Book moments that scarred you for life

Yes! That was it. I read it in a lit class in college. Made me cry, too.

Another story we read in the same class (actually, an essay), and again for some reason I cannot remember the author or the title, was about Lizzie Borden’s parents’ last few days. It went into great detail about the heat, and their meals (lamb, then leftover lamb, and then some more leftover lamb), and the lack of refrigeration and how the fat in the lamb would congeal…mundane but grisly. By the end of it you’re thinking, “Man, wonder why Lizzie didn’t axe’em both ages ago!”

When Jo and Laurie did NOT get married and instead he married her annoying little sister and she got stuck with that geezer and never got to see Europe. I was all set to see Beth go because she was annoying but shafting JO? I refused to read the sequels but I preferred to think of Laurie as living a dissolute life with umpteen mistresses while Amy became a frigid socialite. Of course, even in my kindest fantasies Jo always had frowsy hair and was nursing an invalid pre-Viagra.

Lots of scars on that one. Even Janie got her Mr. Rochester (albeit, a cyclops version).

Bless you, AuntiePam!How did you track them down?

Isn’t this one of the “back” stories to The Haunted Mansion @ DisneyLand/World?

VCNJ~

I read an excerpt in Reader’s Digest. She’s standing there refusing to believe what just happened.

anu-la1979, why all the hatred for Little Women? Jo and Laurie were too similar, they would never be happy, and Jo was smart enough to realize that. She truly loved her “Professor,” and it was her own fault that she didn’t go to Europe.

You’re welcome. I went to my favorite horror message board. They know everything horror over there, and when they’re not pimping their books, they answer questions. :slight_smile:

You’ll be happy to know, then, that Alcott only married Jo off to Professor Bhaer under extreme pressure from her fans. She was supposed to stay an old maid who wrote, instead of a wife and mother and headmistress of that boarding school.

I was a big Stephen King fan in my teens. The short story i think the OP is talking about is I Am The Doorway. Creepy as hell.

My most favorite King short story is The Jaunt. Besides the great sci-fi tale of the invention of tele-portation, it realizes one of the most haunting ideas imaginable: The idea of the mind existing in a state of unblinking consciousness, alone and in absolute darkness for billions of years (and there’s nothing you can do but endure it), terrifies me to this day.

::shudder::

Yes, it was I am the Doorway.
The Jaunt was creepy, too, tho it didn’t scare me as much…I kind of saw it coming from page 1.

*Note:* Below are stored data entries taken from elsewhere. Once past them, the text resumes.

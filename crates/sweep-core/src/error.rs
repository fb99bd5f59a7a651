/// Core validation errors.
#[derive(Debug, thiserror::Error)]
pub enum CoreError {
    #[error("invalid credential length: expected {expected} bytes, got {actual}")]
    InvalidCredentialLength { expected: usize, actual: usize },

    #[error("invalid credential material: {0}")]
    InvalidCredential(String),

    #[error("invalid identity: {0}")]
    InvalidIdentity(String),
}
//! Integration test: full pipeline from transport payload to batch result.
//!
//! Decodes payloads with sweep-codec and drives them through the
//! orchestrator against the in-memory ledger.

use std::sync::Arc;

use serde_json::json;
use sweep_codec::{decode_batch, DecodeError};
use sweep_core::{Amount, FailReason, Identity, SkipReason, SweepConfig, TransferOutcome};
use sweep_engine::{DedupGuard, Orchestrator};
use sweep_ledger::{ILedgerClient, MockLedger};

use sweep_integration_tests::{encode_payload, payload_for, wallet};

const DEST: [u8; 32] = [0xddu8; 32];

/// Config tuned for tests: fast backoff, no pacing.
fn test_config() -> SweepConfig {
    SweepConfig {
        destination: Identity::from_bytes(DEST).to_bs58(),
        max_attempts: 2,
        base_delay_ms: 1,
        pacing_ms: 0,
        ..Default::default()
    }
}

fn orchestrator(ledger: &Arc<MockLedger>, config: SweepConfig) -> Orchestrator {
    Orchestrator::new(
        Arc::clone(ledger) as Arc<dyn ILedgerClient>,
        Arc::new(DedupGuard::new()),
        config,
    )
    .expect("config should be valid")
}

// =========================================================================
// Happy path
// =========================================================================

#[tokio::test]
async fn test_two_wallet_batch_drains_into_destination() {
    let (a, b) = (wallet("ops-a"), wallet("ops-b"));
    let requests = decode_batch(&payload_for(&[&a, &b])).unwrap();

    let ledger = Arc::new(MockLedger::new());
    ledger.set_fee(Amount(100));
    ledger.seed_balance(a.identity, Amount(10_000));
    ledger.seed_balance(b.identity, Amount(5_000));

    let result = orchestrator(&ledger, test_config()).run_batch(requests).await;

    assert_eq!(result.len(), 2);
    assert_eq!(result.succeeded_count(), 2);
    assert_eq!(result.total_moved(), Amount(9_900 + 4_900));
    assert_eq!(
        ledger.balance(&Identity::from_bytes(DEST)),
        Amount(9_900 + 4_900)
    );
    assert_eq!(ledger.balance(&a.identity), Amount(0));
    assert_eq!(ledger.balance(&b.identity), Amount(0));
    // One anchor served the whole batch.
    assert_eq!(ledger.anchor_calls(), 1);
}

#[tokio::test]
async fn test_outcomes_carry_correlation_identities() {
    let w = wallet("main");
    let requests = decode_batch(&payload_for(&[&w])).unwrap();

    let ledger = Arc::new(MockLedger::new());
    ledger.set_fee(Amount(10));
    ledger.seed_balance(w.identity, Amount(1_000));

    let result = orchestrator(&ledger, test_config()).run_batch(requests).await;
    let outcome = &result.outcomes[0];
    assert_eq!(outcome.source_hint(), "main");
    assert_eq!(outcome.identity(), Some(&w.identity));
}

// =========================================================================
// Index alignment and per-item isolation
// =========================================================================

#[tokio::test]
async fn test_batch_result_always_matches_request_count() {
    let w = wallet("only");
    let payload = encode_payload(&json!({
        "wallets": [
            { "name": "no-key" },
            { "name": "only", "key": w.key_bs58 },
            { "name": "empty-key", "key": "" },
        ]
    }));
    let requests = decode_batch(&payload).unwrap();
    assert_eq!(requests.len(), 3);

    let ledger = Arc::new(MockLedger::new());
    ledger.set_fee(Amount(10));
    ledger.seed_balance(w.identity, Amount(1_000));

    let result = orchestrator(&ledger, test_config()).run_batch(requests).await;
    assert_eq!(result.len(), 3);
    assert!(matches!(
        result.outcomes[0],
        TransferOutcome::Skipped {
            reason: SkipReason::MissingCredential,
            ..
        }
    ));
    assert!(result.outcomes[1].is_succeeded());
    assert!(matches!(
        result.outcomes[2],
        TransferOutcome::Skipped {
            reason: SkipReason::MissingCredential,
            ..
        }
    ));
}

#[tokio::test]
async fn test_permanent_error_on_middle_item_is_isolated() {
    let (a, b, c) = (wallet("w-1"), wallet("w-2"), wallet("w-3"));
    let requests = decode_batch(&payload_for(&[&a, &b, &c])).unwrap();

    let ledger = Arc::new(MockLedger::new());
    ledger.set_fee(Amount(10));
    for w in [&a, &b, &c] {
        ledger.seed_balance(w.identity, Amount(1_000));
    }
    ledger.reject_broadcast_for(b.identity);

    let result = orchestrator(&ledger, test_config()).run_batch(requests).await;
    assert_eq!(result.len(), 3);
    assert!(result.outcomes[0].is_succeeded());
    assert!(matches!(
        result.outcomes[1],
        TransferOutcome::Failed {
            reason: FailReason::Broadcast,
            ..
        }
    ));
    assert!(result.outcomes[2].is_succeeded());
}

// =========================================================================
// Validation before any remote call
// =========================================================================

#[tokio::test]
async fn test_63_byte_credential_fails_without_remote_calls() {
    let payload = encode_payload(&json!({
        "wallets": [{ "name": "short", "key": bs58::encode(&[1u8; 63]).into_string() }]
    }));
    let requests = decode_batch(&payload).unwrap();

    let ledger = Arc::new(MockLedger::new());
    let result = orchestrator(&ledger, test_config()).run_batch(requests).await;

    assert!(matches!(
        result.outcomes[0],
        TransferOutcome::Failed {
            reason: FailReason::InvalidCredentialLength,
            ..
        }
    ));
    assert_eq!(ledger.total_calls(), 0);
}

#[tokio::test]
async fn test_balance_equal_to_fee_is_excluded() {
    let w = wallet("edge");
    let requests = decode_batch(&payload_for(&[&w])).unwrap();

    let ledger = Arc::new(MockLedger::new());
    ledger.set_fee(Amount(777));
    ledger.seed_balance(w.identity, Amount(777));

    let result = orchestrator(&ledger, test_config()).run_batch(requests).await;
    assert!(matches!(
        result.outcomes[0],
        TransferOutcome::Failed {
            reason: FailReason::InsufficientForFee,
            ..
        }
    ));
    assert_eq!(ledger.broadcast_calls(), 0);
}

// =========================================================================
// Decode boundary
// =========================================================================

#[tokio::test]
async fn test_empty_wallets_payload_is_empty_batch() {
    let requests = decode_batch("(eyJ3YWxsZXRzIjpbXX0=)").unwrap();
    assert!(requests.is_empty());

    let ledger = Arc::new(MockLedger::new());
    let result = orchestrator(&ledger, test_config()).run_batch(requests).await;
    assert_eq!(result.len(), 0);
    assert_eq!(ledger.total_calls(), 0);
}

#[test]
fn test_decode_errors_abort_the_whole_batch() {
    assert!(matches!(decode_batch(""), Err(DecodeError::EmptyInput)));
    assert!(matches!(
        decode_batch("!!!"),
        Err(DecodeError::InvalidEncoding(_))
    ));
    // Valid base64 of plain text: decodable, but not a batch.
    assert!(matches!(
        decode_batch("aGVsbG8="),
        Err(DecodeError::NotStructured)
    ));
}

// =========================================================================
// Egress shape
// =========================================================================

#[tokio::test]
async fn test_batch_result_serializes_for_egress() {
    let w = wallet("ser");
    let requests = decode_batch(&payload_for(&[&w])).unwrap();

    let ledger = Arc::new(MockLedger::new());
    ledger.set_fee(Amount(10));
    ledger.seed_balance(w.identity, Amount(1_000));

    let result = orchestrator(&ledger, test_config()).run_batch(requests).await;
    let value = serde_json::to_value(&result).unwrap();

    assert!(value["batch_id"].is_string());
    assert_eq!(value["outcomes"][0]["status"], "succeeded");
    assert_eq!(value["outcomes"][0]["identity"], w.identity.to_bs58());
    assert_eq!(value["outcomes"][0]["amount_moved"], 990);
    // Secret material never serializes.
    assert!(!value.to_string().contains(&w.key_bs58));
}
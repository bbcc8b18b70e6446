//! OpenAI-compatible chat completions client.

use std::sync::Arc;
use std::time::Duration;

use async_trait::async_trait;
use devpilot_host::config::GenerationConfig;
use devpilot_host::{CredentialStore, GenerationError, GenerationKind, GenerationService};
use reqwest::Client;
use reqwest::header::CONTENT_TYPE;
use serde::{Deserialize, Serialize};

/// Longest error body kept in a [`GenerationError::Status`].
const MAX_ERROR_BODY: usize = 512;

#[derive(Debug, Serialize)]
struct ChatRequest<'a> {
	model: &'a str,
	messages: Vec<ChatTurn<'a>>,
}

#[derive(Debug, Serialize)]
struct ChatTurn<'a> {
	role: &'static str,
	content: &'a str,
}

#[derive(Debug, Deserialize)]
struct ChatResponse {
	#[serde(default)]
	choices: Vec<Choice>,
}

#[derive(Debug, Deserialize)]
struct Choice {
	message: Option<ChoiceMessage>,
}

#[derive(Debug, Deserialize)]
struct ChoiceMessage {
	content: Option<String>,
}

/// [`GenerationService`] that posts to a `/chat/completions` endpoint.
///
/// The API key is looked up on every request, so a key stored through
/// `devpilot.setOpenAIKey` takes effect without a restart.
pub struct ChatCompletions {
	client: Client,
	endpoint: String,
	model: String,
	credential_key: String,
	commit_prompt: String,
	timeout: Duration,
	credentials: Arc<dyn CredentialStore>,
}

impl ChatCompletions {
	/// Builds a client from the `[generation]` config section.
	pub fn new(config: &GenerationConfig, credentials: Arc<dyn CredentialStore>) -> Result<Self, GenerationError> {
		let client = Client::builder()
			.user_agent(concat!("devpilot/", env!("CARGO_PKG_VERSION")))
			.build()
			.map_err(|e| GenerationError::Network(e.to_string()))?;
		Ok(Self {
			client,
			endpoint: config.endpoint.clone(),
			model: config.model.clone(),
			credential_key: config.credential_key.clone(),
			commit_prompt: config.commit_prompt.clone(),
			timeout: config.timeout(),
			credentials,
		})
	}

	fn request<'a>(&'a self, kind: GenerationKind, input: &'a str) -> ChatRequest<'a> {
		let mut messages = Vec::with_capacity(2);
		if kind == GenerationKind::Commit {
			messages.push(ChatTurn {
				role: "system",
				content: &self.commit_prompt,
			});
		}
		messages.push(ChatTurn {
			role: "user",
			content: input,
		});
		ChatRequest {
			model: &self.model,
			messages,
		}
	}

	async fn api_key(&self) -> Result<String, GenerationError> {
		match self.credentials.get(&self.credential_key).await {
			Ok(Some(key)) => Ok(key),
			Ok(None) => Err(GenerationError::MissingCredential(self.credential_key.clone())),
			Err(err) => {
				tracing::warn!(key = %self.credential_key, error = %err, "credential lookup failed");
				Err(GenerationError::MissingCredential(self.credential_key.clone()))
			}
		}
	}
}

#[async_trait]
impl GenerationService for ChatCompletions {
	async fn generate(&self, kind: GenerationKind, input: &str) -> Result<String, GenerationError> {
		let key = self.api_key().await?;
		let request = self.request(kind, input);

		tracing::debug!(?kind, model = %self.model, bytes = input.len(), "generation request");
		let response = self
			.client
			.post(&self.endpoint)
			.header(CONTENT_TYPE, "application/json")
			.bearer_auth(key)
			.json(&request)
			.timeout(self.timeout)
			.send()
			.await
			.map_err(|e| GenerationError::Network(e.to_string()))?;

		let status = response.status();
		if !status.is_success() {
			let body = response.text().await.unwrap_or_default();
			return Err(GenerationError::Status {
				status: status.as_u16(),
				body: truncate(body),
			});
		}

		let body: ChatResponse = response
			.json()
			.await
			.map_err(|e| GenerationError::Network(format!("invalid response: {e}")))?;
		completion_text(body)
	}
}

fn completion_text(response: ChatResponse) -> Result<String, GenerationError> {
	response
		.choices
		.into_iter()
		.next()
		.and_then(|choice| choice.message)
		.and_then(|message| message.content)
		.map(|text| text.trim().to_string())
		.filter(|text| !text.is_empty())
		.ok_or(GenerationError::Empty)
}

fn truncate(mut body: String) -> String {
	if body.len() > MAX_ERROR_BODY {
		let mut end = MAX_ERROR_BODY;
		while !body.is_char_boundary(end) {
			end -= 1;
		}
		body.truncate(end);
		body.push('…');
	}
	body
}

#[cfg(test)]
mod tests {
	use devpilot_host::PersistenceError;
	use pretty_assertions::assert_eq;
	use serde_json::json;

	use super::*;

	struct NoKey;

	#[async_trait]
	impl CredentialStore for NoKey {
		async fn get(&self, _key: &str) -> Result<Option<String>, PersistenceError> {
			Ok(None)
		}

		async fn set(&self, _key: &str, _secret: &str) -> Result<(), PersistenceError> {
			Ok(())
		}
	}

	fn client() -> ChatCompletions {
		ChatCompletions::new(&GenerationConfig::default(), Arc::new(NoKey)).unwrap()
	}

	#[test]
	fn commit_requests_carry_the_system_prompt() {
		let client = client();
		let body = serde_json::to_value(client.request(GenerationKind::Commit, "diff --git a b")).unwrap();
		assert_eq!(
			body,
			json!({
				"model": "gpt-4o-mini",
				"messages": [
					{"role": "system", "content": "Write concise Git commit messages."},
					{"role": "user", "content": "diff --git a b"},
				],
			})
		);
	}

	#[test]
	fn chat_requests_send_only_the_user_turn() {
		let client = client();
		let body = serde_json::to_value(client.request(GenerationKind::Chat, "hi")).unwrap();
		assert_eq!(body["messages"], json!([{"role": "user", "content": "hi"}]));
	}

	#[test]
	fn first_choice_is_trimmed() {
		let response: ChatResponse = serde_json::from_value(json!({
			"choices": [{"message": {"role": "assistant", "content": "  Fix parser\n"}}],
		}))
		.unwrap();
		assert_eq!(completion_text(response).unwrap(), "Fix parser");
	}

	#[test]
	fn blank_or_missing_choices_are_empty() {
		for body in [json!({}), json!({"choices": []}), json!({"choices": [{"message": {"content": "  "}}]})] {
			let response: ChatResponse = serde_json::from_value(body).unwrap();
			assert!(matches!(completion_text(response), Err(GenerationError::Empty)));
		}
	}

	#[test]
	fn long_error_bodies_are_truncated_on_char_boundaries() {
		let body = truncate("é".repeat(400));
		assert!(body.len() <= MAX_ERROR_BODY + '…'.len_utf8());
		assert!(body.ends_with('…'));
	}

	#[tokio::test]
	async fn missing_key_fails_before_any_request() {
		let err = client().generate(GenerationKind::Chat, "hi").await.unwrap_err();
		assert!(matches!(err, GenerationError::MissingCredential(key) if key == "devpilot.openaiKey"));
	}
}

And I loved Jo & Mr. Bhaer’s love story. I thought that whole book was completely charming, and Amy really changes towards the end of the book. Beth’s death matures her, IMO.

The last time a thread like this went around someone mentioned a story about a man who becomes convinced his skeleton has a life of its own and is just waiting for the rest of him to die. Maybe I shouldn’t be reading this thread in the middle of the night. God, I am so lame, even short summaries of scary stories can creep me out.

When I was about seven or eight, I read this one story in some stupid scary stories collection in which a shadow murders a kid and his family during a storm just as the last candle blew out. I couldn’t sleep that night and ended up curled up in the rocking chair reading the least scary stories I could find, my Babysitters’ Club books.

The illustrations in Scary Stories To Tell in the Dark freaked me out too.

Ray Bradbury, probably. The Skeleton. If it’s the one where the guy ends up as a puddle of skin. :slight_smile:

Angela Carter’s The Fall River Axe Murders, from her short story collection Black Venus.